使用 `stream_complete` 终端点


In [None]:
response = llm.stream_complete("Who is Octavia Butler?")

In [None]:
for r in response:
    print(r.delta, end="")


Octavia Butler was an American science fiction and fantasy writer who is best known for her groundbreaking work in the genre. She was born on August 26, 1947, in Philadelphia, Pennsylvania, to a family of educators. Her father, Dr. George Butler, was a professor of English at Temple University, while her mother, Dorothy Butler, was an elementary school teacher.
Octavia grew up in the city and attended public schools until she graduated from high school. She then went on to earn a bachelor's degree in English literature from Temple University and a master's degree in education from the University of Pennsylvania.
After graduating, Butler worked as an elementary school teacher for several years before pursuing her passion for writing full-time. She began publishing short stories in science fiction and fantasy magazines in the 1970s, and her work quickly gained recognition.
Her first novel, Kindred, was published in 1979 and became a bestseller.
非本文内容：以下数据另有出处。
impl Debugger {
    pub fn new() -> Rc<Debugger> {
        Self::with_hooks(Hooks::shared())
    }

    pub fn with_hooks(hooks: Rc<Hooks>) -> Rc<Debugger> {
        let store = Store::new();
        let registry = Rc::new(RefCell::new(AdapterRegistry::default()));
        let workspace = Rc::new(RefCell::new(WorkspaceContext::default()));
        let resolver = build_resolver(registry.clone(), workspace.clone());
        Rc::new(Debugger {
            store,
            hooks,
            registry,
            workspace,
            resolver,
            root_sessions: RefCell::new(Vec::new()),
            watches: RefCell::new(Vec::new()),
        })
    }

    /// Registers (or replaces) a named adapter configuration (§0.3).
    pub fn register_adapter(&self, name: impl Into<String>, config: AdapterConfig) -> DapResult<()> {
        config.validate()?;
        self.registry.borrow_mut().adapters.insert(name.into(), config);
        Ok(())
    }

    /// Loads adapter configurations from a TOML file, merging them into the
    /// already-registered set.
    pub fn load_adapters(&self, path: &Path) -> DapResult<()> {
        let loaded = AdapterRegistry::load(path)?;
        self.registry.borrow_mut().adapters.extend(loaded.adapters);
        Ok(())
    }

    /// Sets the `${workspaceFolder}`/`${file}`/`${port}` substitution
    /// context used when resolving adapter configs (§0.3).
    pub fn set_workspace(&self, ctx: WorkspaceContext) {
        *self.workspace.borrow_mut() = ctx;
    }

    /// Moves the focus URL consulted by [`Context::session`]/`thread`/
    /// `frame` (§4.7 "Focus/context").
    pub fn focus(&self, url: impl Into<String>) {
        self.store.focused_url.set(url.into());
    }

    /// Starts a root session from a launch configuration whose `"type"`
    /// field names a registered adapter (§4.8). The same resolution logic
    /// handles `startDebugging` reverse requests from within the session.
    pub async fn start(&self, launch_config: Value) -> DapResult<Rc<SessionRuntime>> {
        let adapter_type = launch_config.get("type").and_then(Value::as_str).unwrap_or("unknown").to_string();
        let (resolved_config, request, launch_args) = (self.resolver)(launch_config)?;
        let rt = session::start_session(
            &self.store,
            &self.hooks,
            self.resolver.clone(),
            &adapter_type,
            request,
            launch_args,
            resolved_config,
            None,
        )
        .await?;
        self.root_sessions.borrow_mut().push(rt.clone());
        self.refresh_watches();
        Ok(rt)
    }

    /// Adds an authoritative breakpoint and pushes it to every live session
    /// bound to `source_path` (§4.10).
    pub async fn add_breakpoint(&self, source_path: &str, line: i64, options: BreakpointOptions) -> DapResult<Ref<Breakpoint>> {
        let source = self.source_for(source_path);
        if let Some(existing) = Source::breakpoint_at(&source, line, options.column) {
            return Ok(existing);
        }
        let uri = Uri::Breakpoint { source_path: source_path.to_string(), line, column: options.column }.render();
        let bp = Breakpoint::new(
            uri.clone(),
            &source,
            source_path.to_string(),
            line,
            options.column,
            options.condition,
            options.hit_condition,
            options.log_message,
        );
        self.store.register(uri, AnyEntity::Breakpoint(bp.clone()));
        Source::link_breakpoint(&source, bp.clone());
        self.sync_breakpoints_everywhere(&source).await?;
        self.refresh_watches();
        Ok(bp)
    }

    /// Disables then removes a breakpoint, clearing any bindings it owns
    /// before detaching it from its source (I6).
    pub async fn remove_breakpoint(&self, bp: &Ref<Breakpoint>) -> DapResult<()> {
        bp.borrow().enabled.set(false);
        if let Some(source) = bp.borrow().source.upgrade() {
            self.sync_breakpoints_everywhere(&source).await?;
            Source::unlink_breakpoint(&source, bp);
        }
        let uri = bp.borrow().uri.clone();
        self.store.mark_deleted(&uri);
        self.refresh_watches();
        Ok(())
    }

    /// Resolves a URI or URL to its matching entities, auto-detecting which
    /// grammar `s` uses (§4.7 `resolve`).
    pub fn resolve(&self, s: &str) -> DapResult<Vec<AnyEntity>> {
        Ok(query::resolve(&self.store, s)?)
    }

    /// Materialises a URL against the current graph (§4.7 `query`).
    pub fn query(&self, url: &str) -> DapResult<Vec<AnyEntity>> {
        Ok(query::query(&self.store, url)?)
    }

    /// Returns a derived observable that holds the result of re-running
    /// `url` every time this `Debugger`'s own mutating calls
    /// (`add_breakpoint`/`remove_breakpoint`/`start`/`dispose`) complete.
    /// This is a deliberate simplification of full reactivity (see
    /// DESIGN.md) — a breakpoint bound by a different, unrelated session
    /// does not itself trigger a refresh.
    pub fn watch(&self, url: &str) -> DapResult<Rc<Rollup<Vec<AnyEntity>>>> {
        query::query(&self.store, url)?;
        let store = self.store.clone();
        let owned_url = url.to_string();
        let rollup = Rc::new(Rollup::new(move || query::query(&store, &owned_url).unwrap_or_default()));
        self.watches.borrow_mut().push(rollup.clone());
        Ok(rollup)
    }

    /// Focus-derived context accessors and subscriptions (§4.7, §4.5).
    pub fn context(&self) -> Context<'_> {
        Context { store: &self.store }
    }

    /// Sets which exception filters are active for `session`, with optional
    /// per-filter conditions (§10.1).
    pub async fn set_exception_filters(
        &self,
        session: &Ref<Session>,
        filter_ids: Vec<String>,
        conditions: HashMap<String, String>,
    ) -> DapResult<()> {
        let rt = self
            .runtime_for(session)
            .ok_or_else(|| DapError::Schema("no running session for this handle".into()))?;

        let filter_options = if conditions.is_empty() {
            None
        } else {
            Some(
                filter_ids
                    .iter()
                    .map(|id| ExceptionFilterOptions { filter_id: id.clone(), condition: conditions.get(id).cloned() })
                    .collect(),
            )
        };
        let args = SetExceptionBreakpointsArguments { filters: filter_ids.clone(), filter_options };
        rt.client
            .request_no_body("setExceptionBreakpoints", Some(serde_json::to_value(args).map_err(|e| DapError::Protocol(e.to_string()))?), None)
            .await?;

        let session_id = session.borrow().id.clone();
        for fid in &filter_ids {
            let uri = Uri::ExceptionFilter { session_id: session_id.clone(), filter_id: fid.clone() }.render();
            let filter = match self.store.resolve(&uri) {
                Ok(AnyEntity::ExceptionFilter(f)) => f,
                _ => {
                    let f = ExceptionFilter::new(uri.clone(), fid.clone(), fid.clone());
                    self.store.register(uri, AnyEntity::ExceptionFilter(f.clone()));
                    session.borrow().exception_filters.link(f.clone());
                    f
                }
            };
            filter.borrow().enabled.set(true);
            filter.borrow().condition.set(conditions.get(fid).cloned());
        }
        for f in session.borrow().exception_filters.snapshot() {
            if !filter_ids.contains(&f.borrow().filter_id) {
                f.borrow().enabled.set(false);
            }
        }
        Ok(())
    }

    /// Serialises every authoritative breakpoint to a portable form
    /// (§10.6).
    pub fn export_breakpoints(&self) -> Vec<BreakpointSpec> {
        let mut out = Vec::new();
        for source in self.store.sources.snapshot() {
            let key = source.borrow().key.clone();
            for bp in source.borrow().breakpoints.snapshot() {
                let b = bp.borrow();
                out.push(BreakpointSpec {
                    source: key.clone(),
                    line: b.line.get(),
                    column: b.column.get(),
                    condition: b.condition.get(),
                    hit_condition: b.hit_condition.get(),
                    log_message: b.log_message.get(),
                    enabled: b.enabled.get(),
                });
            }
        }
        out
    }

    /// Recreates breakpoints from a portable form, pushing them to every
    /// live session (§10.6). A spec with `enabled: false` is added then
    /// immediately disabled, matching `add_breakpoint` + a disable call.
    pub async fn import_breakpoints(&self, specs: Vec<BreakpointSpec>) -> DapResult<()> {
        for spec in specs {
            let options = BreakpointOptions {
                column: spec.column,
                condition: spec.condition,
                hit_condition: spec.hit_condition,
                log_message: spec.log_message,
            };
            let bp = self.add_breakpoint(&spec.source, spec.line, options).await?;
            if !spec.enabled {
                bp.borrow().enabled.set(false);
                if let Some(source) = bp.borrow().source.upgrade() {
                    self.sync_breakpoints_everywhere(&source).await?;
                }
            }
        }
        self.refresh_watches();
        Ok(())
    }

    /// Terminates every root session (and, transitively, their children)
    /// and releases the store (§4.8 "Termination").
    pub async fn dispose(&self) {
        let roots: Vec<Rc<SessionRuntime>> = self.root_sessions.borrow_mut().drain(..).collect();
        for rt in roots {
            session::terminate_session(&rt).await;
        }
        self.refresh_watches();
    }

    fn source_for(&self, path: &str) -> Ref<Source> {
        if let Some(existing) = self.store.sources.snapshot().into_iter().find(|s| s.borrow().key == path) {
            return existing;
        }
        let uri = Uri::Source { source_key: path.to_string() }.render();
        let source = Source::new(uri.clone(), path.to_string(), Some(path.to_string()), path.to_string());
        self.store.register(uri, AnyEntity::Source(source.clone()));
        self.store.sources.link(source.clone());
        source
    }

    async fn sync_breakpoints_everywhere(&self, source: &Ref<Source>) -> DapResult<()> {
        for rt in self.all_runtimes() {
            breakpoints::sync_source(&rt.client, &rt.store, &rt.session, source, &rt.sync).await?;
        }
        Ok(())
    }

    fn all_runtimes(&self) -> Vec<Rc<SessionRuntime>> {
        fn walk(rt: &Rc<SessionRuntime>, out: &mut Vec<Rc<SessionRuntime>>) {
            if rt.session.borrow().state.get() != SessionState::Terminated {
                out.push(rt.clone());
            }
            for child in rt.children.borrow().iter() {
                walk(child, out);
            }
        }
        let mut out = Vec::new();
        for rt in self.root_sessions.borrow().iter() {
            walk(rt, &mut out);
        }
        out
    }

    fn runtime_for(&self, session: &Ref<Session>) -> Option<Rc<SessionRuntime>> {
        self.all_runtimes().into_iter().find(|rt| Rc::ptr_eq(&rt.session, session))
    }

    fn refresh_watches(&self) {
        for w in self.watches.borrow().iter() {
            w.refresh();
        }
    }
}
It was followed by several other novels th

使用 `stream_chat` 终端点


In [None]:
from llama_index.core.llms import ChatMessage

messages = [
    ChatMessage(
        role="system",
        content="Pretend you are a pirate with a colorful personality.",
    ),
    ChatMessage(role="user", content="What is your name?"),
]
resp = llm.stream_chat(messages)

In [None]:
for r in resp:
    print(r.delta, end="")

I am not a person. I do not have a name. However, I can provide information about myself through my responses to your questions. Can you please tell me more about the pirate with a colorful personality?